ANDRESSA SAMPAIO MOTA

DANIEL PEREIRA ARAÚJO DE BRITO CARDOSO

DAVI SILVA MOURA

ELAINE VIEIRA PEREIRA

LUIZ ANÍZIO FARIAS FILHO

VITOR HUGO JALES DO NASCIMENTO



 

A IMPOTÂNCIA DO ÚLTERO DE SUB-ROGAÇÃO E A LATENTE NECESSIDADE DE NORMATIZAÇÃO



 

Trabalho apresentado como requisito parcial para aprovação na disciplina História e Estudo do Direito, do curso de Direito, da Universidade Federal do Ceará.

Professora Dra.: Márcia Correia Chagas 




 

FORTALEZA

2021



 

1. INTRODUÇÃO

O útero de sub-rogação é um método no qual uma mulher recebe o material genético de outros dois indivíduos, após ter sido realizada uma fertilização in vitro, para engravidar, devido a algo que impossibilite o casal de ter um filho. No caso de casais heterossexuais, recolhe-se o material genético dos dois para que a gravidez ocorra numa terceira pessoa. No caso de mulheres homossexuais, é utilizado o óvulo de uma das parceiras e o sêmen de um desconhecido, para que então a gravidez ocorra. No caso de homens homossexuais, utiliza-se o sêmen de um dos parceiros e o óvulo de uma desconhecida, ocorrendo a gravidez numa terceira pessoa. O método, além desses casos, pode ser adotado por pessoas que desejam ser pais ou mães solteiros, sendo recolhido, nesta situação, o material de um indivíduo doador de gametas para que seja feita a fertilização in vitro com o gameta do pai ou mãe solteiros.

Essa técnica é pauta de diversos debates, envolvendo problemáticas como a objetificação do ser humano, o apego da gestante solidária ao bebê, o pagamento para a mulher que irá ceder o útero como uma possível nova forma de exploração do corpo, entre outros. Dessa maneira, as normas para que ocorra essa prática variam muito em cada país, sendo inclusive proibida em algumas nações devido aos diferentes pontos de vista que permeiam essas problemáticas e as suas soluções. No Brasil, a maternidade de sub-rogação é permitida, mas existem alguns requisitos que devem ser seguidos para que ocorra, além de ser proibida no caso de contrato da mulher que gestará a criança.
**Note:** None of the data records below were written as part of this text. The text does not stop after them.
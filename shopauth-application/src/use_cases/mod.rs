pub mod complete_password_reset;
pub mod login;
pub mod logout;
pub mod register;
pub mod request_password_reset;
pub mod verify_session;
use secrecy::ExposeSecret;
use shopauth_adapters::{PostgresAccountStore, Settings};
use shopauth_core::{AccountStores, Role};
use sqlx::{postgres::PgPoolOptions, PgPool};

/// Configure and return a PostgreSQL connection pool from settings.
pub async fn configure_postgresql(settings: &Settings) -> Result<PgPool, sqlx::Error> {
    get_postgres_pool(settings.postgres.url.expose_secret()).await
}

/// Create a PostgreSQL connection pool
///
/// # Arguments
/// * `url` - Database connection URL
pub async fn get_postgres_pool(url: &str) -> Result<PgPool, sqlx::Error> {
    PgPoolOptions::new().max_connections(5).connect(url).await
}

/// Build the per-role store pair over one pool. Both roles share the
/// `accounts` table; the role column keeps their key spaces separate.
pub fn account_stores(pool: PgPool) -> AccountStores<PostgresAccountStore> {
    AccountStores::new(
        PostgresAccountStore::new(pool.clone(), Role::User),
        PostgresAccountStore::new(pool, Role::Admin),
    )
}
O fato é que esse procedimento, uma vez devidamente regulamentado, pode ser bastante benéfico para pessoas impossibilitadas de terem filhos, visto que se torna mais uma opção para a realização da construção de uma família, o que, para muitos, é motivo de grande frustração e angústia.

2. OBJETIVOS

2.1 Objetivo geral

Defender a utilização do útero de sub-rogação, apresentando argumentos que evidenciam a importância dessa técnica como forma de solucionar questões relacionadas à procriação, as quais vão desde a infertilidade até a pressão social exercida nos indivíduos, sobretudo nas sociedades ocidentais, para que eles cumpram ritos parentais vistos como “padrões”. 

2.2 Objetivos específicos

  • Estabelecer os pontos positivos relacionados à utilização do útero de sub-rogação, evidenciando a necessidade dessa técnica de reprodução assistida para os indivíduos acometidos com alguma condição que dificulte a geração de filhos biológicos.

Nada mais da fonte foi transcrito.